Monday was a very stressful day. We just couldn't get my blood sugar under control. Freckles came home from her shop and spent three hours with me trying to help. I had insulin three times, she and Lily walked me in my nightie and straw hat, up and down the sidewalk. I drank (literally) a gallon of water. All this while we tried to get in touch with my doctor. It seems her whole office takes a two-hour lunch break and, of course, it was lunch time. Freckles had me get dressed and said we were going to the ER. I dragged my feet and said I'd like to wait to talk with Dr. Adeyemo. I guess my thought was that by the time we got there my sugar would be falling and I'd feel rediculous for wasting the ER staff's time. Gradually the levels did start to fall about ten points at a time. My ever caring daughter went back to work and I kept drinking water. You know, I then spent quite a bit of time in the bathroom. In my old age I have been having cravings for the comfort food of my childhood. I had "gravy bread" for breakfast, throw back from depression years. The advice nurse at SCAN said that was not the cause of the high sugar. We did get in touch with the doctor's office. Then, unthinkingly (I've done a lot of that lately), I opened a can of spaghetti and meatballs for lunch. Noodles always do a job on me. My two doctors have given me an eating program to prepare for my procedure on the 25th. No fruit. No raw vegetables; only cooked, no tomatoes, onions, cucumbers, corn, beans, no dairy products (yes, that includes cheese). My biggest challenge today is to plan meals to bring up the protein and cut down on carbs. Doctor called us last night and gave Freckles a detailed regimen to follow...what to do, and when to do it. We hope this helps.

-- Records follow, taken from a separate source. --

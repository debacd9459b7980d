//! The directional rule table and its randomization

use rand::Rng;

use crate::particle::{Bounds, ParticleKind};

/// One directional interaction rule.
///
/// The rule at (row, col) governs the force that particles of the column
/// kind exert on particles of the row kind. Rules are not symmetric:
/// (Red, Green) is independent of (Green, Red).
#[derive(Debug, Clone, Copy, Default, PartialEq)]
pub struct Rule {
    /// Interaction cutoff: only neighbors closer than this exert the force
    pub radius: f32,
    /// Signed strength: positive attracts, negative repels
    pub force: f32,
}

const TABLE_LEN: usize = ParticleKind::COUNT * ParticleKind::COUNT;

/// Globals drawn alongside a randomized table, returned for display
#[derive(Debug, Clone, Copy, PartialEq)]
pub struct RandomizeSummary {
    pub max_speed: f32,
    pub friction: f32,
}

/// Square matrix of rules indexed by (row kind, column kind).
///
/// Always fully populated; a freshly created table holds the zero rule in
/// every cell, which is valid (no interaction).
#[derive(Debug, Clone, PartialEq)]
pub struct RuleTable {
    rules: [Rule; TABLE_LEN],
}

impl RuleTable {
    pub fn new() -> Self {
        Self {
            rules: [Rule::default(); TABLE_LEN],
        }
    }

    #[inline]
    fn cell(row: usize, col: usize) -> usize {
        assert!(
            row < ParticleKind::COUNT && col < ParticleKind::COUNT,
            "rule index ({row},{col}) outside the {n}x{n} table",
            n = ParticleKind::COUNT
        );
        row * ParticleKind::COUNT + col
    }

    pub fn get(&self, row: usize, col: usize) -> Rule {
        self.rules[Self::cell(row, col)]
    }

    pub fn set(&mut self, row: usize, col: usize, rule: Rule) {
        self.rules[Self::cell(row, col)] = rule;
    }

    /// Rule governing the force `other`-kind particles exert on `this`-kind
    /// particles. Typed lookup for the hot loop; cannot fail.
    #[inline]
    pub fn for_pair(&self, this: ParticleKind, other: ParticleKind) -> Rule {
        self.rules[this.index() * ParticleKind::COUNT + other.index()]
    }

    /// Replace every rule with freshly drawn values and draw new global
    /// tunables, returning those for the caller to apply.
    ///
    /// Draw order is fixed (globals first, then cells in row-major order,
    /// radius before force) so a given RNG seed always reproduces the same
    /// table. Radii are drawn as a squared uniform over
    /// `[0, half_width/kinds)`, biasing large radii to be rare and scaling
    /// with world size; forces are a difference of two squared uniforms,
    /// zero-mean with most mass near zero. Every value is rounded to three
    /// decimals for stable display and diffing.
    pub fn randomize(&mut self, rng: &mut impl Rng, bounds: &Bounds) -> RandomizeSummary {
        let max_speed = round3(rng.random_range(0.0..8.0) + 2.0);
        let friction = round3(rng.random_range(0.0..1.0));

        let radius_limit = bounds.half_width() / ParticleKind::COUNT as f32;
        for row in 0..ParticleKind::COUNT {
            for col in 0..ParticleKind::COUNT {
                let radius = round3(rng.random_range(0.0..radius_limit).powi(2));
                let force = round3(
                    rng.random_range(0.0..5.0f32).powi(2) - rng.random_range(0.0..5.0f32).powi(2),
                );
                self.rules[row * ParticleKind::COUNT + col] = Rule { radius, force };
            }
        }

        RandomizeSummary { max_speed, friction }
    }
}

impl Default for RuleTable {
    fn default() -> Self {
        Self::new()
    }
}

/// Round to three decimal places
fn round3(value: f32) -> f32 {
    (value * 1000.0).round() / 1000.0
}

Maybe someone out there in cyber-land can help me.

Saturday, August 15, 2009

Doors, doors and more doors

In the summer it is very, very hot in Hemet. (It's also hot in the spring and fall). It becomes so hot that it shorts out the controls to our garage door opener. There a trick we discovered that puts the apparatus back into function mode. However, this is only if someone is inside the house to maneuver the switch located just outside the kitchen door through a little cut out in the side of our appliance shelf wall. We reach in, flip the switch from up to down to up again and this shoves the door open. Freckles, granddaughter and I arrived home Friday from a pot luck/swim at Ken and Eunie's and were stranded outside. Our front security door has two locks, our paned front door has two locks. For the latter door Freckles had the key. For the former door she had ONE key. There was one key missing. All our windows were locked. Legs climbed over the fence to our back patio. Gingerly she broke the window to our bird cage and our computers. Thence she unlocked the window, crawled in, and did the magic trick to open the garage door. They proceeded to tape a beach towel over the opening and picked up all stray pieces of glass and went on to put together a fabulous tiramisu for the big spaghetti dinner the following night. Next morning Freckles took the whole window frame to Mayer's Glass and had the pane replaced at half price because the office manager was one of her clients. They figured out some kind of "deal." We decided this morning that I should carry a set of keys too, so that is added to our list of errands today.